Saved data entries:
-- -- --
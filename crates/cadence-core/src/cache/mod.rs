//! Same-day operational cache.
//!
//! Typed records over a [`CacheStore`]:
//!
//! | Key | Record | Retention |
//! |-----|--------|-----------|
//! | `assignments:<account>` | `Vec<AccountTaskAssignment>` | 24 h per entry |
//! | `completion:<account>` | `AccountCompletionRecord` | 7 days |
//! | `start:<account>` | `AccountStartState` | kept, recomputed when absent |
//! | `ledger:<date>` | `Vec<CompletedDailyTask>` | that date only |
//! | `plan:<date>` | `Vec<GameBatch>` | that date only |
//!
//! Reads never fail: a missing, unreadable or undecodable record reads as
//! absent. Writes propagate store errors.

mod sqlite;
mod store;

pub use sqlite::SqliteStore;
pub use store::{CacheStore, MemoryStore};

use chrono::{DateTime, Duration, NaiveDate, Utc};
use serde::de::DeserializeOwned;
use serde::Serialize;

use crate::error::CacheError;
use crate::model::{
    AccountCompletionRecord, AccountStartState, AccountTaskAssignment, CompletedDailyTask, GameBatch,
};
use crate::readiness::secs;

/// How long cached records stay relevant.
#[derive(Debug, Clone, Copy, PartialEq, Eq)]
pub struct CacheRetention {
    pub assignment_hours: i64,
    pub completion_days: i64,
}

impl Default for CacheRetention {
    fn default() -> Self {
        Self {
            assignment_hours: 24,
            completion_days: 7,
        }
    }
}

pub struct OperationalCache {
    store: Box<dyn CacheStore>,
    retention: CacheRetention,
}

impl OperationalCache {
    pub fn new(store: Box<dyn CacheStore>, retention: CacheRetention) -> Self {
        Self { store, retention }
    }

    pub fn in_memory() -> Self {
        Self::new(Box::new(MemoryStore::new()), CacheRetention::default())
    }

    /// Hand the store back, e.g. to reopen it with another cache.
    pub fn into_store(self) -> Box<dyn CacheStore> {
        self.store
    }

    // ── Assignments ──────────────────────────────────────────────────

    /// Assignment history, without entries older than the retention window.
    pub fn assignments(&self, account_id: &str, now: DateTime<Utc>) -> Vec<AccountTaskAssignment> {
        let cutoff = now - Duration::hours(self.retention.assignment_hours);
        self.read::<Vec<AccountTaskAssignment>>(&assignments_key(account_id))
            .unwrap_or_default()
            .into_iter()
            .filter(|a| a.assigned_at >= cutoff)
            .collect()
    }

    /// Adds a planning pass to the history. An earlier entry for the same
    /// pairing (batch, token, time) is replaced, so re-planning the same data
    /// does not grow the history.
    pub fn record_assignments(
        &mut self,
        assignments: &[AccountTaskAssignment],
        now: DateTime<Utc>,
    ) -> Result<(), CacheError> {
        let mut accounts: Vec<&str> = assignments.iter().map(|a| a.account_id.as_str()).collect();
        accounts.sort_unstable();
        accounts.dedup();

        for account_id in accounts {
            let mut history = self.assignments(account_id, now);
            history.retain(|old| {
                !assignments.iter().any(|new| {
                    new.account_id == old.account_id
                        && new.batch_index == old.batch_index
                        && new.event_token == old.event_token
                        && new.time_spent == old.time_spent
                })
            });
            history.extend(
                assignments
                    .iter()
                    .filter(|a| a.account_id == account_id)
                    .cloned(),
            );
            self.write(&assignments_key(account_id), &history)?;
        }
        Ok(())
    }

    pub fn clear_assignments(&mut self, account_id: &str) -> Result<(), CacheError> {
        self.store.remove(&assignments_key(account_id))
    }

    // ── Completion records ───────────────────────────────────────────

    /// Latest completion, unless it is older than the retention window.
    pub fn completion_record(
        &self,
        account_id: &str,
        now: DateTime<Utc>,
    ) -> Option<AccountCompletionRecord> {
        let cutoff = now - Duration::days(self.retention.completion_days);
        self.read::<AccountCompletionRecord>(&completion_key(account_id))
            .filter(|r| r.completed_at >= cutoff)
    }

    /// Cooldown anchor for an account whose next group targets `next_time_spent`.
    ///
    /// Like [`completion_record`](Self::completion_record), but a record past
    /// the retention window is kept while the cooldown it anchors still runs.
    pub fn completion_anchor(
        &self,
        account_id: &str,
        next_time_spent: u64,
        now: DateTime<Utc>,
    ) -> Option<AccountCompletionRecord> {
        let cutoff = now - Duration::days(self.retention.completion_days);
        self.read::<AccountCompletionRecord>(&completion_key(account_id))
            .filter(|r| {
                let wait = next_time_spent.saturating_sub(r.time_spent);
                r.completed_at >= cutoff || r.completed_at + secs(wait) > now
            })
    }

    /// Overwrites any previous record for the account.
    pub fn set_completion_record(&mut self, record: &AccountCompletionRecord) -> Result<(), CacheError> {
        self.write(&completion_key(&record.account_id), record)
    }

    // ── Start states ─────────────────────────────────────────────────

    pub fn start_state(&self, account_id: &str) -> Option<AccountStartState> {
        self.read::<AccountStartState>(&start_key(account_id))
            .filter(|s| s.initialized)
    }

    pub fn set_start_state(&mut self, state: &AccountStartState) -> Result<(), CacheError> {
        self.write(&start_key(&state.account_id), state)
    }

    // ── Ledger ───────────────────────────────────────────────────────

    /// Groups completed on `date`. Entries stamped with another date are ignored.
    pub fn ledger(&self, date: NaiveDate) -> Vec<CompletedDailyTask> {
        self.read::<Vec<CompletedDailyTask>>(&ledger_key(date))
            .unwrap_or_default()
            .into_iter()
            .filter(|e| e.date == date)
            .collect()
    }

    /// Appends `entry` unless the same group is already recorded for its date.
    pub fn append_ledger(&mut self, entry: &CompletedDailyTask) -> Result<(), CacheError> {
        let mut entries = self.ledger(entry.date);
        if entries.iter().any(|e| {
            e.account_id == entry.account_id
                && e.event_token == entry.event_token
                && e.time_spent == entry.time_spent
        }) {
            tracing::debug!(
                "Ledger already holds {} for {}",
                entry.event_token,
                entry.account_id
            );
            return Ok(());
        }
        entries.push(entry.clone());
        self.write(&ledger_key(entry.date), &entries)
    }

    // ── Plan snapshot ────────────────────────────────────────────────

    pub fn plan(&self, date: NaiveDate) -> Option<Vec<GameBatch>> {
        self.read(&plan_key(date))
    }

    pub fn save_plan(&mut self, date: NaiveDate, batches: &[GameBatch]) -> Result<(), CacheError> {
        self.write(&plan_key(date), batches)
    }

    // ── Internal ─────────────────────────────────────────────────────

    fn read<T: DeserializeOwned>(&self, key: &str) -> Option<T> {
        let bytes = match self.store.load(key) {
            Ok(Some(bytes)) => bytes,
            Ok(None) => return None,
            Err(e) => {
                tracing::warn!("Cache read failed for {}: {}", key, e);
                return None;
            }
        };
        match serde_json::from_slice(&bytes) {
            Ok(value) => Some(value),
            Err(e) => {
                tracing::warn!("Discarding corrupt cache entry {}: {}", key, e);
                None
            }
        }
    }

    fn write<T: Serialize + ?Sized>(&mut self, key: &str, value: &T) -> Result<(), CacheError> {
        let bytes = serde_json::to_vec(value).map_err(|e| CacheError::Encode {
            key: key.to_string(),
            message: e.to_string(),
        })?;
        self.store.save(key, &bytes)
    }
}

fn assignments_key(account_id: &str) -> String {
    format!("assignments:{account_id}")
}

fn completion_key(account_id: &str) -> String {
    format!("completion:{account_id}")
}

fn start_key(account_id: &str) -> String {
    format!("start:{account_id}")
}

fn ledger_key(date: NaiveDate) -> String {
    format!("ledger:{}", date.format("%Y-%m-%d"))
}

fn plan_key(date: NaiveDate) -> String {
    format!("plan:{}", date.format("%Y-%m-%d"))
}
-- -- --
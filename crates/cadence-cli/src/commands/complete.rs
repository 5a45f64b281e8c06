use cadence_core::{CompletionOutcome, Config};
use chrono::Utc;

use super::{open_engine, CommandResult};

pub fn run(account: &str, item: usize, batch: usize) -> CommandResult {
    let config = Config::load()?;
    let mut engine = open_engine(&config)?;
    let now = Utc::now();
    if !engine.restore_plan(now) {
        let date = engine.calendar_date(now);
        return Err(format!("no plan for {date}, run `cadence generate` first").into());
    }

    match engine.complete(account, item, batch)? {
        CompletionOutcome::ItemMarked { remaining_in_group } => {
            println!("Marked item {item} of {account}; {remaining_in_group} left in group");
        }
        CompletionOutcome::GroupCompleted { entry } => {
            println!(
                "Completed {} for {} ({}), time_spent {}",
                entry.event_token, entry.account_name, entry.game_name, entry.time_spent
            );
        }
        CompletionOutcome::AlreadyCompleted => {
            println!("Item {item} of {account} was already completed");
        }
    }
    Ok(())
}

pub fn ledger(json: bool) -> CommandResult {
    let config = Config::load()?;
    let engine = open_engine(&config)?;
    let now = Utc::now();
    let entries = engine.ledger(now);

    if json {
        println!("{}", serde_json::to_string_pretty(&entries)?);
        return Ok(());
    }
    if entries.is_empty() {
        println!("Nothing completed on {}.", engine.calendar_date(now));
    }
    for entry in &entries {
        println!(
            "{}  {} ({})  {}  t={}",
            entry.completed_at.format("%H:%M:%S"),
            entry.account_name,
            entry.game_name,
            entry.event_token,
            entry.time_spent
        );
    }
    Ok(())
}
-- -- --
The lines to copy are those above that contain "history".

[TASK SOLUTION]
    /// Assignment history, without entries older than the retention window.
    /// Adds a planning pass to the history. An earlier entry for the same
    /// does not grow the history.
            let mut history = self.assignments(account_id, now);
            history.retain(|old| {
            history.extend(
            self.write(&assignments_key(account_id), &history)?;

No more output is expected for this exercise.